Así pues, el Mago no perdió el tiempo y rápidamente comenzó a construir el hechizo con la ayuda de su grimorio.

La construcción de hechizos era otra parte importante de la magiartesanía.

La construcción de un hechizo solía comenzar con la materialización de un formato llamado el círculo de hechizo.

A este formato le seguía el lenguaje rúnico, con el que se escribía el hechizo.

Durante la creación del hechizo que se materializó y brilló intensamente en el aire, los marineros del Pinguis Arca solo pudieron observar con asombro cómo las circunvoluciones del lenguaje rúnico giraban y actuaban como engranajes de una máquina mayor.

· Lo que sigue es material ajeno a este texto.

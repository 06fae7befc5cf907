//! Price sources. Each one implements [`MarketDataProvider`].

mod traits;

pub mod yahoo;

pub use traits::{MarketDataProvider, ProviderCapabilities, RateLimit};
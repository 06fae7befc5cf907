use async_trait::async_trait;
use diesel::prelude::*;
use diesel::r2d2::{self, Pool};
use diesel::sqlite::SqliteConnection;
use std::sync::Arc;

use ledgerfolio_core::accounts::{Account, AccountRepositoryTrait, AccountUpdate, NewAccount};
use ledgerfolio_core::{Error, Result};

use super::model::AccountDB;
use crate::db::{get_connection, WriteHandle};
use crate::errors::IntoCore;
use crate::schema::accounts;
use crate::schema::accounts::dsl::*;

/// Repository for managing account data in the database
pub struct AccountRepository {
    pool: Arc<Pool<r2d2::ConnectionManager<SqliteConnection>>>,
    writer: WriteHandle,
}

impl AccountRepository {
    pub fn new(
        pool: Arc<Pool<r2d2::ConnectionManager<SqliteConnection>>>,
        writer: WriteHandle,
    ) -> Self {
        Self { pool, writer }
    }
}

#[async_trait]
impl AccountRepositoryTrait for AccountRepository {
    async fn create(&self, new_account: NewAccount) -> Result<Account> {
        new_account.validate()?;

        self.writer
            .exec(move |conn| {
                let mut account_db: AccountDB = new_account.into();
                if account_db.id.is_empty() {
                    account_db.id = uuid::Uuid::new_v4().to_string();
                }

                diesel::insert_into(accounts::table)
                    .values(&account_db)
                    .execute(conn)
                    .into_core()?;

                Account::try_from(account_db)
            })
            .await
    }

    async fn update(&self, account_update: AccountUpdate) -> Result<Account> {
        account_update.validate()?;

        self.writer
            .exec(move |conn| {
                let account_id = account_update.id.unwrap_or_default();
                let mut account_db = accounts
                    .select(AccountDB::as_select())
                    .find(&account_id)
                    .first::<AccountDB>(conn)
                    .optional()
                    .into_core()?
                    .ok_or_else(|| Error::not_found("Account", &account_id))?;

                account_db.name = account_update.name.trim().to_string();
                account_db.account_type = account_update.account_type.as_str().to_string();
                account_db.is_active = account_update.is_active;
                account_db.updated_at = chrono::Utc::now().naive_utc();

                diesel::update(accounts.find(&account_db.id))
                    .set(&account_db)
                    .execute(conn)
                    .into_core()?;

                Account::try_from(account_db)
            })
            .await
    }

    /// Deletes an account by its ID and returns the number of deleted records
    async fn delete(&self, account_id_param: &str) -> Result<usize> {
        let id_to_delete_owned = account_id_param.to_string();
        self.writer
            .exec(move |conn| {
                diesel::delete(accounts.find(id_to_delete_owned))
                    .execute(conn)
                    .into_core()
            })
            .await
    }

    fn get_by_id(&self, account_id: &str) -> Result<Account> {
        let mut conn = get_connection(&self.pool)?;

        accounts
            .select(AccountDB::as_select())
            .find(account_id)
            .first::<AccountDB>(&mut conn)
            .optional()
            .into_core()?
            .map(Account::try_from)
            .transpose()?
            .ok_or_else(|| Error::not_found("Account", account_id))
    }

    fn list(&self, is_active_filter: Option<bool>) -> Result<Vec<Account>> {
        let mut conn = get_connection(&self.pool)?;

        let mut query = accounts::table.into_boxed();
        if let Some(active) = is_active_filter {
            query = query.filter(is_active.eq(active));
        }

        let results = query
            .select(AccountDB::as_select())
            .order((is_active.desc(), name.asc()))
            .load::<AccountDB>(&mut conn)
            .into_core()?;

        results.into_iter().map(Account::try_from).collect()
    }
}

#[cfg(test)]
mod tests {
    use super::*;
    use crate::test_utils::TestDb;
    use ledgerfolio_core::accounts::AccountType;
    use ledgerfolio_core::errors::ErrorKind;

    fn new_account(account_name: &str, active: bool) -> NewAccount {
        NewAccount {
            id: None,
            name: account_name.to_string(),
            account_type: AccountType::Brokerage,
            currency: "usd".to_string(),
            is_active: active,
        }
    }

    #[tokio::test]
    async fn test_create_and_get_account() {
        let db = TestDb::new();
        let repo = AccountRepository::new(db.pool.clone(), db.writer.clone());

        let created = repo.create(new_account("Broker", true)).await.unwrap();
        assert!(!created.id.is_empty());
        assert_eq!(created.currency, "USD");

        let loaded = repo.get_by_id(&created.id).unwrap();
        assert_eq!(loaded.name, "Broker");
        assert_eq!(loaded.account_type, AccountType::Brokerage);
    }

    #[tokio::test]
    async fn test_missing_account_is_not_found() {
        let db = TestDb::new();
        let repo = AccountRepository::new(db.pool.clone(), db.writer.clone());

        let err = repo.get_by_id("nope").unwrap_err();
        assert_eq!(err.kind(), ErrorKind::NotFound);

        let err = repo
            .update(AccountUpdate {
                id: Some("nope".to_string()),
                name: "x".to_string(),
                account_type: AccountType::Cash,
                is_active: true,
            })
            .await
            .unwrap_err();
        assert_eq!(err.kind(), ErrorKind::NotFound);
    }

    #[tokio::test]
    async fn test_update_keeps_currency_and_list_filters() {
        let db = TestDb::new();
        let repo = AccountRepository::new(db.pool.clone(), db.writer.clone());
        let a = repo.create(new_account("Alpha", true)).await.unwrap();
        repo.create(new_account("Beta", false)).await.unwrap();

        let updated = repo
            .update(AccountUpdate {
                id: Some(a.id.clone()),
                name: "Alpha Wallet".to_string(),
                account_type: AccountType::Wallet,
                is_active: true,
            })
            .await
            .unwrap();
        assert_eq!(updated.currency, "USD");
        assert_eq!(updated.account_type, AccountType::Wallet);

        assert_eq!(repo.list(None).unwrap().len(), 2);
        let active = repo.list(Some(true)).unwrap();
        assert_eq!(active.len(), 1);
        assert_eq!(active[0].name, "Alpha Wallet");

        assert_eq!(repo.delete(&a.id).await.unwrap(), 1);
        assert_eq!(repo.list(None).unwrap().len(), 1);
    }

    #[tokio::test]
    async fn test_unknown_account_type_is_rejected_on_read() {
        let db = TestDb::new();
        let repo = AccountRepository::new(db.pool.clone(), db.writer.clone());
        db.insert_account("acc-odd");
        let mut conn = get_connection(&db.pool).unwrap();
        diesel::sql_query("UPDATE accounts SET account_type = 'GOLD' WHERE id = 'acc-odd'")
            .execute(&mut conn)
            .unwrap();

        let err = repo.get_by_id("acc-odd").unwrap_err();
        assert_eq!(err.kind(), ErrorKind::Validation);
        assert!(repo.list(None).is_err());
    }
}
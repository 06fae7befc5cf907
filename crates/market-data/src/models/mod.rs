mod quote;

pub use quote::{PriceRequest, Quote};
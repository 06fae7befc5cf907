/// Whether a failed provider call may be repeated as-is.
#[derive(Clone, Copy, Debug, Eq, PartialEq)]
pub enum RetryClass {
    /// The request itself is wrong (unknown symbol, empty range, bad data).
    Never,
    /// Upstream trouble; repeating the call later can succeed.
    WithBackoff,
}
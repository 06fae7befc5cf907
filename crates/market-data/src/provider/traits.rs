use std::time::Duration;

use async_trait::async_trait;
use chrono::{DateTime, Utc};

use crate::errors::MarketDataError;
use crate::models::{PriceRequest, Quote};

/// Which of the two quote calls a provider answers.
#[derive(Clone, Copy, Debug)]
pub struct ProviderCapabilities {
    pub supports_historical: bool,
    pub supports_latest: bool,
}

/// Pacing the caller must respect. `min_delay` is enforced between
/// consecutive calls; `requests_per_minute` is informational.
#[derive(Clone, Debug)]
pub struct RateLimit {
    pub requests_per_minute: u32,
    pub min_delay: Duration,
}

impl Default for RateLimit {
    fn default() -> Self {
        Self {
            requests_per_minute: 60,
            min_delay: Duration::from_secs(1),
        }
    }
}

#[async_trait]
pub trait MarketDataProvider: Send + Sync {
    /// Stable provider code, recorded as the `source` of every price it
    /// produced.
    fn id(&self) -> &'static str;

    fn capabilities(&self) -> ProviderCapabilities;

    fn rate_limit(&self) -> RateLimit {
        RateLimit::default()
    }

    async fn get_latest_quote(&self, request: &PriceRequest) -> Result<Quote, MarketDataError>;

    /// Daily bars with timestamps in `[start, end]`, oldest first.
    async fn get_historical_quotes(
        &self,
        request: &PriceRequest,
        start: DateTime<Utc>,
        end: DateTime<Utc>,
    ) -> Result<Vec<Quote>, MarketDataError>;
}
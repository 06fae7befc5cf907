//! SQLite storage for the daily price cache, price mappings and backfill jobs.

mod cache_repository;
mod job_repository;
mod mapping_repository;
mod model;

pub use cache_repository::PriceCacheRepository;
pub use job_repository::PriceJobRepository;
pub use mapping_repository::PriceMappingRepository;
pub use model::{CachedPriceDB, PriceJobDB, PriceMappingDB};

Durante todo el proceso, el Mago no pronunció una sola palabra mientras hacía su trabajo con elegancia.

No era necesario que los magos hablaran, ya que la creación de la magia solo requería la manipulación del maná.

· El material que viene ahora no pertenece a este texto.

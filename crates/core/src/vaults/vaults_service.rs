use std::str::FromStr;
use std::sync::Arc;

use async_trait::async_trait;
use chrono::{DateTime, Utc};
use log::{debug, info};
use rust_decimal::Decimal;
use serde::Serialize;
use uuid::Uuid;

use super::vault_share::VaultShare;
use super::vaults_model::{
    ManualPricing, Vault, VaultKind, VaultStatus, VaultTransaction, VaultTransactionType,
};
use super::vaults_requests::{
    CreateVaultRequest, DepositRequest, EnableManualPricingRequest, FeeRequest, NewVaultKind,
    RebalanceRequest, UpdateManualPriceRequest, UpdateManualTotalValueRequest, ValuationRequest,
    WithdrawRequest, YieldRequest,
};
use super::vaults_traits::{VaultRepositoryTrait, VaultServiceTrait};
use crate::constants::DEFAULT_INITIAL_SHARE_PRICE;
use crate::errors::{DomainError, Result, ValidationError};
use crate::positions::{Position, PositionKey};

/// What a mutating vault call changed.
#[derive(Debug, Clone, PartialEq, Serialize)]
#[serde(rename_all = "camelCase")]
pub struct VaultActionResult {
    pub vault: Vault,
    pub share: Option<VaultShare>,
    pub entries: Vec<VaultTransaction>,
}

pub struct VaultService {
    repository: Arc<dyn VaultRepositoryTrait>,
}

fn require_actor(actor: &str) -> Result<()> {
    if actor.trim().is_empty() {
        return Err(ValidationError::MissingField("actor".to_string()).into());
    }
    Ok(())
}

fn require_user(user_id: Option<&String>) -> Result<&str> {
    user_id
        .map(String::as_str)
        .filter(|id| !id.trim().is_empty())
        .ok_or_else(|| ValidationError::MissingField("userId".to_string()).into())
}

impl VaultService {
    pub fn new(repository: Arc<dyn VaultRepositoryTrait>) -> Self {
        Self { repository }
    }

    fn load_share(&self, vault_id: &str, user_id: &str, at: DateTime<Utc>) -> Result<VaultShare> {
        Ok(self
            .repository
            .get_share(vault_id, user_id)?
            .unwrap_or_else(|| VaultShare::new(vault_id, user_id, at)))
    }

    async fn commit(
        &self,
        vault: Vault,
        share: Option<VaultShare>,
        entries: Vec<VaultTransaction>,
    ) -> Result<VaultActionResult> {
        self.repository
            .save_vault_mutation(vault.clone(), share.clone(), entries.clone())
            .await?;
        Ok(VaultActionResult {
            vault,
            share,
            entries,
        })
    }

    /// Load, apply `change`, write one ledger entry of `transaction_type`.
    /// `change` returns the entry's amount.
    async fn adjust<F>(
        &self,
        vault_id: &str,
        actor: &str,
        transaction_type: VaultTransactionType,
        notes: Option<String>,
        change: F,
    ) -> Result<VaultActionResult>
    where
        F: FnOnce(&mut Vault, DateTime<Utc>) -> Result<Decimal> + Send,
    {
        require_actor(actor)?;
        let mut vault = self.repository.get_by_id(vault_id)?;
        let before = vault.clone();
        let now = Utc::now();

        let amount = change(&mut vault, now)?;
        let entry = VaultTransaction::between(transaction_type, &before, &vault, actor, now)
            .with_amount(amount)
            .with_notes(notes);

        info!(
            "Vault {} {} by {}: aum {} -> {}, price {} -> {}",
            vault.id,
            transaction_type,
            actor,
            before.aum,
            vault.aum,
            before.current_share_price,
            vault.current_share_price
        );
        self.commit(vault, None, vec![entry]).await
    }
}

#[async_trait]
impl VaultServiceTrait for VaultService {
    async fn create_vault(&self, request: CreateVaultRequest, actor: &str) -> Result<Vault> {
        require_actor(actor)?;
        request.validate()?;

        let now = Utc::now();
        let initial_share_price = match request.initial_share_price {
            Some(price) => price,
            None => Decimal::from_str(DEFAULT_INITIAL_SHARE_PRICE)?,
        };
        let kind = match request.kind {
            NewVaultKind::Tokenized => VaultKind::Tokenized {
                total_shares: Decimal::ZERO,
            },
            NewVaultKind::SimplePosition {
                asset_id,
                account_id,
                horizon,
            } => VaultKind::SimplePosition {
                position: Position::open(PositionKey::new(asset_id, account_id, horizon), now),
            },
        };

        let vault = Vault {
            id: Uuid::new_v4().to_string(),
            name: request.name.trim().to_string(),
            currency: request.currency.trim().to_uppercase(),
            kind,
            aum: Decimal::ZERO,
            current_share_price: initial_share_price,
            initial_share_price,
            manual_pricing: ManualPricing::default(),
            status: VaultStatus::Active,
            created_at: now,
            updated_at: now,
        };
        info!(
            "Creating {} vault '{}' for {}",
            vault.kind.name(),
            vault.name,
            actor
        );
        self.repository.create(vault).await
    }

    fn get_vault(&self, vault_id: &str) -> Result<Vault> {
        self.repository.get_by_id(vault_id)
    }

    fn list_vaults(&self) -> Result<Vec<Vault>> {
        self.repository.list()
    }

    async fn deposit(
        &self,
        vault_id: &str,
        request: DepositRequest,
        actor: &str,
    ) -> Result<VaultActionResult> {
        require_actor(actor)?;
        request.validate()?;
        let mut vault = self.repository.get_by_id(vault_id)?;
        let before = vault.clone();
        let now = Utc::now();

        let user_id = match vault.kind {
            VaultKind::Tokenized { .. } => Some(require_user(request.user_id.as_ref())?),
            VaultKind::SimplePosition { .. } => None,
        };

        let movement = vault.deposit(request.amount, now)?;
        let deposit = VaultTransaction::between(
            VaultTransactionType::Deposit,
            &before,
            &vault,
            actor,
            now,
        )
        .with_amount(movement.amount)
        .with_notes(request.notes.clone());

        let (share, entries) = match user_id {
            Some(user_id) => {
                let mut share = self.load_share(vault_id, user_id, now)?;
                let shares_before = share.share_balance;
                share.mint_shares(movement.shares, movement.amount, now)?;
                let mint = VaultTransaction::between(
                    VaultTransactionType::MintShares,
                    &before,
                    &vault,
                    actor,
                    now,
                )
                .with_shares(movement.shares, movement.price)
                .with_user(user_id, shares_before, share.share_balance);
                let deposit = deposit.with_user(user_id, shares_before, share.share_balance);
                (Some(share), vec![deposit, mint])
            }
            None => (
                None,
                vec![deposit.with_shares(movement.shares, movement.price)],
            ),
        };

        info!(
            "Vault {} deposit of {} by {} minted {} shares at {}",
            vault.id, movement.amount, actor, movement.shares, movement.price
        );
        self.commit(vault, share, entries).await
    }

    async fn withdraw(
        &self,
        vault_id: &str,
        request: WithdrawRequest,
        actor: &str,
    ) -> Result<VaultActionResult> {
        require_actor(actor)?;
        request.validate()?;
        let mut vault = self.repository.get_by_id(vault_id)?;
        let before = vault.clone();
        let now = Utc::now();

        let mut share = match vault.kind {
            VaultKind::Tokenized { .. } => {
                let user_id = require_user(request.user_id.as_ref())?;
                Some(self.load_share(vault_id, user_id, now)?)
            }
            VaultKind::SimplePosition { .. } => None,
        };

        // Check the holder's balance before the vault moves
        if let (Some(share), Some(shares)) = (&share, request.shares) {
            if shares > share.share_balance {
                return Err(DomainError::InsufficientShares {
                    requested: shares,
                    available: share.share_balance,
                }
                .into());
            }
        }

        let movement = match (request.shares, request.amount) {
            (Some(shares), _) => vault.withdraw_shares(shares, now)?,
            (None, Some(amount)) => vault.withdraw_amount(amount, now)?,
            (None, None) => {
                return Err(ValidationError::MissingField("shares".to_string()).into())
            }
        };

        let withdrawal = VaultTransaction::between(
            VaultTransactionType::Withdrawal,
            &before,
            &vault,
            actor,
            now,
        )
        .with_amount(movement.amount)
        .with_notes(request.notes.clone());

        let entries = match share.as_mut() {
            Some(share) => {
                let shares_before = share.share_balance;
                let realized = share.burn_shares(movement.shares, movement.amount, now)?;
                debug!(
                    "User {} realized {} on vault {}",
                    share.user_id, realized, vault.id
                );
                let burn = VaultTransaction::between(
                    VaultTransactionType::BurnShares,
                    &before,
                    &vault,
                    actor,
                    now,
                )
                .with_shares(movement.shares, movement.price)
                .with_user(&share.user_id, shares_before, share.share_balance);
                let withdrawal =
                    withdrawal.with_user(&share.user_id, shares_before, share.share_balance);
                vec![withdrawal, burn]
            }
            None => vec![withdrawal.with_shares(movement.shares, movement.price)],
        };

        info!(
            "Vault {} withdrawal of {} by {} burned {} shares at {}",
            vault.id, movement.amount, actor, movement.shares, movement.price
        );
        self.commit(vault, share, entries).await
    }

    async fn record_yield(
        &self,
        vault_id: &str,
        request: YieldRequest,
        actor: &str,
    ) -> Result<VaultActionResult> {
        request.validate()?;
        let amount = request.amount;
        self.adjust(
            vault_id,
            actor,
            VaultTransactionType::Yield,
            request.notes,
            move |vault, at| vault.record_yield(amount, at).map(|_| amount),
        )
        .await
    }

    async fn record_fee(
        &self,
        vault_id: &str,
        request: FeeRequest,
        actor: &str,
    ) -> Result<VaultActionResult> {
        request.validate()?;
        let amount = request.amount;
        self.adjust(
            vault_id,
            actor,
            VaultTransactionType::Fee,
            request.notes,
            move |vault, at| vault.record_fee(amount, at).map(|_| amount),
        )
        .await
    }

    async fn record_valuation(
        &self,
        vault_id: &str,
        request: ValuationRequest,
        actor: &str,
    ) -> Result<VaultActionResult> {
        request.validate()?;
        let aum = request.aum;
        self.adjust(
            vault_id,
            actor,
            VaultTransactionType::Valuation,
            request.notes,
            move |vault, at| vault.record_valuation(aum, at).map(|_| aum),
        )
        .await
    }

    async fn record_rebalance(
        &self,
        vault_id: &str,
        request: RebalanceRequest,
        actor: &str,
    ) -> Result<VaultActionResult> {
        request.validate()?;
        let amount = request.amount;
        self.adjust(
            vault_id,
            actor,
            VaultTransactionType::Rebalance,
            request.notes,
            move |vault, at| vault.record_rebalance(amount, at).map(|_| amount),
        )
        .await
    }

    async fn enable_manual_pricing(
        &self,
        vault_id: &str,
        request: EnableManualPricingRequest,
        actor: &str,
    ) -> Result<VaultActionResult> {
        request.validate()?;
        let actor_name = actor.to_string();
        let notes = request.notes.clone();
        self.adjust(
            vault_id,
            actor,
            VaultTransactionType::ManualPriceUpdate,
            request.notes,
            move |vault, at| {
                vault
                    .enable_manual_pricing(request.initial_price, &actor_name, notes, at)
                    .map(|_| Decimal::ZERO)
            },
        )
        .await
    }

    async fn update_manual_price(
        &self,
        vault_id: &str,
        request: UpdateManualPriceRequest,
        actor: &str,
    ) -> Result<VaultActionResult> {
        request.validate()?;
        let actor_name = actor.to_string();
        let notes = request.notes.clone();
        self.adjust(
            vault_id,
            actor,
            VaultTransactionType::ManualPriceUpdate,
            request.notes,
            move |vault, at| {
                vault
                    .update_manual_price(request.new_price, &actor_name, notes, at)
                    .map(|_| Decimal::ZERO)
            },
        )
        .await
    }

    async fn update_manual_total_value(
        &self,
        vault_id: &str,
        request: UpdateManualTotalValueRequest,
        actor: &str,
    ) -> Result<VaultActionResult> {
        request.validate()?;
        let actor_name = actor.to_string();
        let notes = request.notes.clone();
        self.adjust(
            vault_id,
            actor,
            VaultTransactionType::ManualPriceUpdate,
            request.notes,
            move |vault, at| {
                vault
                    .update_manual_total_value(
                        request.new_total_value,
                        request.net_contribution_delta,
                        &actor_name,
                        notes,
                        at,
                    )
                    .map(|_| request.new_total_value)
            },
        )
        .await
    }

    async fn disable_manual_pricing(
        &self,
        vault_id: &str,
        actor: &str,
    ) -> Result<VaultActionResult> {
        let actor_name = actor.to_string();
        self.adjust(
            vault_id,
            actor,
            VaultTransactionType::ManualPriceUpdate,
            Some("manual pricing disabled".to_string()),
            move |vault, at| {
                vault
                    .disable_manual_pricing(&actor_name, at)
                    .map(|_| Decimal::ZERO)
            },
        )
        .await
    }

    async fn close_vault(&self, vault_id: &str, actor: &str) -> Result<Vault> {
        require_actor(actor)?;
        let mut vault = self.repository.get_by_id(vault_id)?;
        vault.close(Utc::now())?;
        info!("Vault {} closed by {}", vault.id, actor);
        self.repository
            .save_vault_mutation(vault.clone(), None, Vec::new())
            .await?;
        Ok(vault)
    }

    fn get_vault_transactions(&self, vault_id: &str) -> Result<Vec<VaultTransaction>> {
        self.repository.list_transactions(vault_id)
    }

    fn get_user_share(&self, vault_id: &str, user_id: &str) -> Result<Option<VaultShare>> {
        self.repository.get_share(vault_id, user_id)
    }
}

Para ellos, realizar un milagro sin pronunciar una sola palabra era una fineza de la que se enorgullecían.

—Ha llevado algo de tiempo, pero el hechizo está completo.

—Las comisuras de los labios del Mago se elevaron con una arrogancia claramente plasmada en su rostro.

Pero tal arrogancia era comprensible.

Ser capaz de manipular una parte de la realidad era algo de lo que enorgullecerse.

En cualquier caso, con la finalización del hechizo, el Mago no tardó en activarlo.

El gigantesco círculo de hechizo detrás de las velas del Pinguis Arca brilló intensamente mientras una ráfaga de viento escapaba de él.

¡FUUUUUUUUUUUUUUSH!

Las velas del barco fueron empujadas hacia adelante, haciendo que el Pinguis Arca acelerara su anterior y lastimosa velocidad.

La tripulación se aferró con fuerza a las barandillas de madera al encontrarse con la fuerza que los apresuraba.

Todos sonrieron al recibir la brisa del viento de frente.

Su velocidad era mayor que nunca.

El buque de guerra metálico ya no debería poder alcanzarlos.

Tristemente, sin embargo, cuando Craso se giró para mirar al buque de guerra perseguidor junto con los demás, vieron que la distancia era la misma que antes.

Sus ojos se abrieron de par en par, mientras que el Mago frunció el ceño.

—C-cómo… —balbuceó Craso, incapaz de creer lo que veía.

Con la ayuda del Mago, su velocidad debería ser el doble que la anterior.

Entonces, ¿cómo podía el buque de guerra metálico seguirles el ritmo?